Наша история очень похожа на историю развития секвенирования в США, но с десятилетним отставанием. Там наблюдался такой же медленный и неуверенный рост, а к сегодняшнему дню геном просеквенировали уже 5 млн человек. И большинство из них — ради «фана». Это же ждет и Россию.
Будем надеяться на победу положительных прогнозов над отрицательными, и ускоренный ход времени — все-таки обещанные 10–20 лет пока не за горами. Но пока момент существенного прорыва в генетике, мы воспользовались приглашением посетить ее сердце — лабораторию, где происходит непосредственно секвенирование.
Лаборатория «Genotek» не отличается внушительными размерами — увеличение потока здесь достигается не количеством сотрудников, а повышением скорости секвенирования. В лаборатории три зоны: комната для выделения ДНК — она же «чистая». Далее — «грязная» комната: очищенная ДНК здесь готовится к анализу. И последняя — комната с приборами, где и проводится расшифровка генома.
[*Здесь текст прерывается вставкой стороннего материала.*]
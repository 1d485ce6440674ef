//! Parser for the line-oriented map description.
//!
//! ```text
//! 3 a
//! A: B, C.
//! B: A, C.
//! C: A, B.
//! ```
//!
//! The header holds the number of declaration lines and a one-character
//! algorithm selector. Each declaration names a region followed by its
//! neighbors; fields are separated by runs of `:`, `,` and `.`. Names are
//! deduplicated by exact string identity and numbered in order of first
//! appearance.

use std::collections::HashMap;

use mapcolor_kernel::graph::{ConstraintGraph, GraphBuilder};
use mapcolor_kernel::region::{regions_from_names, RegionState};
use mapcolor_search::policy::Algorithm;
use thiserror::Error;

const SEPARATORS: [char; 3] = [':', ',', '.'];

/// A parsed map: region names in node order plus their adjacency.
#[derive(Debug, Clone, PartialEq, Eq)]
pub struct MapInstance {
    /// Algorithm requested by the header selector.
    pub algorithm: Algorithm,
    /// Region names; position is the node index.
    pub names: Vec<String>,
    pub graph: ConstraintGraph,
}

impl MapInstance {
    /// Fresh region states for a run over this instance.
    #[must_use]
    pub fn regions(&self) -> Vec<RegionState> {
        regions_from_names(&self.names)
    }
}

/// Malformed map description.
#[derive(Debug, Clone, PartialEq, Eq, Error)]
pub enum InputError {
    #[error("input is empty")]
    Empty,
    #[error("line {line}: invalid region count {raw:?}")]
    InvalidCount { line: usize, raw: String },
    #[error("expected {expected} region declarations, found {found}")]
    MissingDeclarations { expected: usize, found: usize },
    #[error("line {line}: declaration has no region name")]
    MissingRegionName { line: usize },
    #[error("line {line}: region {name:?} lists itself as a neighbor")]
    SelfNeighbor { line: usize, name: String },
}

/// Parse a full map description.
///
/// # Errors
///
/// Returns [`InputError`] for a missing or malformed header, too few
/// declarations, a declaration without a name, or a self-adjacent region.
///
/// # Panics
///
/// Never in practice; every edge joins two distinct interned names.
pub fn parse_instance(text: &str) -> Result<MapInstance, InputError> {
    let mut lines = text
        .lines()
        .enumerate()
        .map(|(i, l)| (i + 1, l.trim()))
        .filter(|(_, l)| !l.is_empty());

    let (header_line, header) = lines.next().ok_or(InputError::Empty)?;
    let mut tokens = header.split_whitespace();
    let raw_count = tokens.next().unwrap_or_default();
    let declared: usize = raw_count.parse().map_err(|_| InputError::InvalidCount {
        line: header_line,
        raw: raw_count.to_string(),
    })?;
    let algorithm = tokens
        .next()
        .and_then(|t| t.chars().next())
        .map_or_else(Algorithm::default, Algorithm::from_selector);

    let mut names = NameTable::default();
    let mut edges: Vec<(usize, usize)> = Vec::new();
    let mut found = 0;
    for (line_no, line) in lines.take(declared) {
        found += 1;
        let (head, rest) = line.split_once(SEPARATORS).unwrap_or((line, ""));
        let region_name = head.trim();
        if region_name.is_empty() {
            return Err(InputError::MissingRegionName { line: line_no });
        }
        let region = names.intern(region_name);
        let neighbors = rest
            .split(SEPARATORS)
            .map(str::trim)
            .filter(|f| !f.is_empty());
        for neighbor_name in neighbors {
            if neighbor_name == region_name {
                return Err(InputError::SelfNeighbor {
                    line: line_no,
                    name: region_name.to_string(),
                });
            }
            edges.push((region, names.intern(neighbor_name)));
        }
    }
    if found < declared {
        return Err(InputError::MissingDeclarations {
            expected: declared,
            found,
        });
    }

    let mut builder = GraphBuilder::new(names.len());
    for (u, v) in edges {
        // Indices come from the name table and self-edges were rejected above.
        builder
            .add_edge(u, v)
            .expect("indices interned and distinct");
    }
    Ok(MapInstance {
        algorithm,
        names: names.into_names(),
        graph: builder.build(),
    })
}

/// First-appearance numbering of region names.
#[derive(Debug, Default)]
struct NameTable {
    index: HashMap<String, usize>,
    names: Vec<String>,
}

impl NameTable {
    fn intern(&mut self, name: &str) -> usize {
        if let Some(&i) = self.index.get(name) {
            return i;
        }
        let i = self.names.len();
        self.names.push(name.to_string());
        self.index.insert(name.to_string(), i);
        i
    }

    fn len(&self) -> usize {
        self.names.len()
    }

    fn into_names(self) -> Vec<String> {
        self.names
    }
}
Для максимальной защиты образцов от смешивания их движение по комнатам производится исключительно в одну сторону. Сюда добавляется и искусственно созданная разница в давлении воздуха в каждой комнате — вместе с образцами в нужном направлении движется и сам воздух.
«Чистая» комната — это холодильники для хранения образцов и боксы для выделения и защиты образцов ДНК друг от друга. Сотрудники лаборатории заранее рассматривают все поступающие образцы как патогенные, поэтому боксы призваны защищать в буквальном смысле всех от всего. Операции по выделению ДНК производит робот — его скорость превышает человеческую в четыре раза, поэтому в стандартных операциях замешан именно он.
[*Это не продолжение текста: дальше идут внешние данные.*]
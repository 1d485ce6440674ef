//! Report digests depend only on the instance and algorithm.

use lock_tests::graph_helpers::{map_text, random_graph};
use mapcolor_harness::input::parse_instance;
use mapcolor_harness::report::{read_report_digest, write_report_dir, SCHEMA_VERSION};
use mapcolor_harness::runner::{run, RunOptions};
use mapcolor_search::policy::Algorithm;

#[test]
fn repeated_runs_write_identical_reports() {
    let text = map_text(&random_graph(42, 10, 0.4), 'a');
    let instance = parse_instance(&text).unwrap();
    for algorithm in Algorithm::ALL {
        let first = tempfile::tempdir().unwrap();
        let second = tempfile::tempdir().unwrap();
        let a = run(&instance, algorithm, RunOptions::default()).unwrap();
        let b = run(&instance, algorithm, RunOptions { audit: true }).unwrap();
        let da = write_report_dir(&a, first.path()).unwrap();
        let db = write_report_dir(&b, second.path()).unwrap();
        assert_eq!(da, db, "{algorithm:?}");
        assert_eq!(
            std::fs::read(first.path().join("report.json")).unwrap(),
            std::fs::read(second.path().join("report.json")).unwrap()
        );
        assert_eq!(read_report_digest(first.path()).unwrap(), da);
    }
}

#[test]
fn graph_digest_is_shared_across_algorithms() {
    let text = map_text(&random_graph(9, 8, 0.5), 'a');
    let instance = parse_instance(&text).unwrap();
    let digests: Vec<_> = Algorithm::ALL
        .iter()
        .map(|&alg| run(&instance, alg, RunOptions::default()).unwrap().graph_digest)
        .collect();
    assert!(digests.windows(2).all(|w| w[0] == w[1]));
}

#[test]
fn report_json_parses_with_schema_tag() {
    let instance = parse_instance("2 b\nA: B.\nB.\n").unwrap();
    let report = run(&instance, instance.algorithm, RunOptions::default()).unwrap();
    let dir = tempfile::tempdir().unwrap();
    write_report_dir(&report, dir.path()).unwrap();
    let bytes = std::fs::read(dir.path().join("report.json")).unwrap();
    let value: serde_json::Value = serde_json::from_slice(&bytes).unwrap();
    assert_eq!(value["schema_version"], SCHEMA_VERSION);
    assert_eq!(value["algorithm"], "b");
    assert_eq!(value["policy"]["forward_check"], true);
    assert_eq!(value["stats"]["attempts"], 2);
    assert!(value.get("elapsed_ns").is_none());
    let timing = std::fs::read(dir.path().join("timing.json")).unwrap();
    let timing: serde_json::Value = serde_json::from_slice(&timing).unwrap();
    assert!(timing["elapsed_ns"].is_u64());
}
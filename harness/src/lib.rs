//! mapcolor harness: everything around the search engine.
//!
//! The harness turns a textual map description into a graph and region
//! list, runs the engine, checks the result, and packages it for output.
//! It does NOT implement search logic; that lives in `mapcolor_search`.
//!
//! # Pipeline
//!
//! ```text
//! parse_instance() → run() [engine + optional InvariantAuditor + verify_coloring]
//!   → write_output()            (stdout lines)
//!   → write_report_dir()        (canonical JSON report + digest)
//! ```

#![forbid(unsafe_code)]
#![deny(clippy::all)]
#![warn(clippy::pedantic)]

pub mod input;
pub mod output;
pub mod report;
pub mod runner;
Взять и впихнуть ДНК в прибор — нельзя, и в «грязной» комнате производится ее предварительная подготовка. Роботы здесь не работают — пока только люди. Производительность одного человека в рабочем боксе — несколько сотен образцов в месяц. Робот обещает выдавать тысячи образцов в неделю — осталось только закупить полезного работника.
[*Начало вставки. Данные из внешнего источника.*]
//! `mapcolor`: color a map description read from a file or stdin.

use std::io::{self, Read};
use std::path::PathBuf;

use anyhow::{Context, Result};
use clap::Parser;
use mapcolor_harness::input::parse_instance;
use mapcolor_harness::output::write_output;
use mapcolor_harness::report::write_report_dir;
use mapcolor_harness::runner::{run, RunOptions};
use mapcolor_search::policy::Algorithm;
use tracing::info;
use tracing_subscriber::EnvFilter;

/// Color a map with four colors by backtracking search.
#[derive(Parser)]
#[command(author, version, about, long_about = None)]
struct Cli {
    /// Map description (reads stdin when omitted)
    input: Option<PathBuf>,

    /// Override the selector from the input header (a, b, c or d)
    #[arg(short, long, value_parser = parse_selector)]
    algorithm: Option<char>,

    /// Print coloring time and number of color attributions to stderr
    #[arg(short, long)]
    stats: bool,

    /// Check search invariants at every step and fail on any violation
    #[arg(long)]
    audit: bool,

    /// Write a canonical report directory
    #[arg(long, value_name = "DIR")]
    report: Option<PathBuf>,

    /// Verbosity level
    #[arg(short, long, action = clap::ArgAction::Count)]
    verbose: u8,
}

fn parse_selector(raw: &str) -> Result<char, String> {
    match raw {
        "a" | "b" | "c" | "d" => Ok(raw.chars().next().unwrap_or('a')),
        _ => Err(format!("expected one of a, b, c, d (got {raw:?})")),
    }
}

fn main() -> Result<()> {
    let cli = Cli::parse();

    let log_level = match cli.verbose {
        0 => "warn",
        1 => "info",
        2 => "debug",
        _ => "trace",
    };
    // RUST_LOG, when set, overrides the -v level.
    let filter = EnvFilter::try_from_default_env().unwrap_or_else(|_| EnvFilter::new(log_level));
    tracing_subscriber::fmt()
        .with_env_filter(filter)
        .with_writer(io::stderr)
        .init();

    let text = match &cli.input {
        Some(path) => std::fs::read_to_string(path)
            .with_context(|| format!("Failed to read {}", path.display()))?,
        None => {
            let mut buf = String::new();
            io::stdin()
                .read_to_string(&mut buf)
                .context("Failed to read stdin")?;
            buf
        }
    };

    let instance = parse_instance(&text).context("Failed to parse map description")?;
    let algorithm = cli
        .algorithm
        .map_or(instance.algorithm, Algorithm::from_selector);
    info!(
        regions = instance.names.len(),
        edges = instance.graph.edge_count(),
        algorithm = %algorithm.selector(),
        "parsed map"
    );

    let report = run(&instance, algorithm, RunOptions { audit: cli.audit })
        .context("Coloring run failed")?;

    if cli.stats {
        eprintln!(
            "Coloring time: {} ms",
            report.elapsed.as_secs_f64() * 1000.0
        );
        eprintln!(
            "Number of color attributions: {}",
            report.result.stats.attempts
        );
    }

    let stdout = io::stdout();
    write_output(&mut stdout.lock(), &report.regions).context("Failed to write output")?;

    if let Some(dir) = &cli.report {
        let digest = write_report_dir(&report, dir)
            .with_context(|| format!("Failed to write report to {}", dir.display()))?;
        info!(%digest, dir = %dir.display(), "report written");
    }

    Ok(())
}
Приборы ждут в третьей комнате. Первый — секвенатор — буква за буквой читает ДНК. Полный геном поддается ему за сутки — для его расшифровки он и используется, то бишь он — всеядный в генетическом плане. Второй — микрочиповый сканер — для выборочного анализа мутаций. На одном чипе располагаются 24 образца, в каждом из которых — полмиллиона генетических маркеров.
По словам Валерия, точность теста определяется 99% и долями процента — для трех миллиардов нуклеотидов это весьма неплохо. Стоят приборы прилично — за секвенатор, например, производители попросят 1,5 млн долларов. Себестоимость полного генома — четыре-пять тыс. долларов, а тестов помельче, скажем, на основные полсотни известных опасных мутаций — около 200 долларов США.
Последнее обещает быть самым популярным, важно только, что будущие клиенты понимали пределы возможностей технологии и не ждали чуда. Да и пресловутые 10–20 лет пролетят быстрее, чем давным-давно сделал свою сложную работу самый первый секвенатор.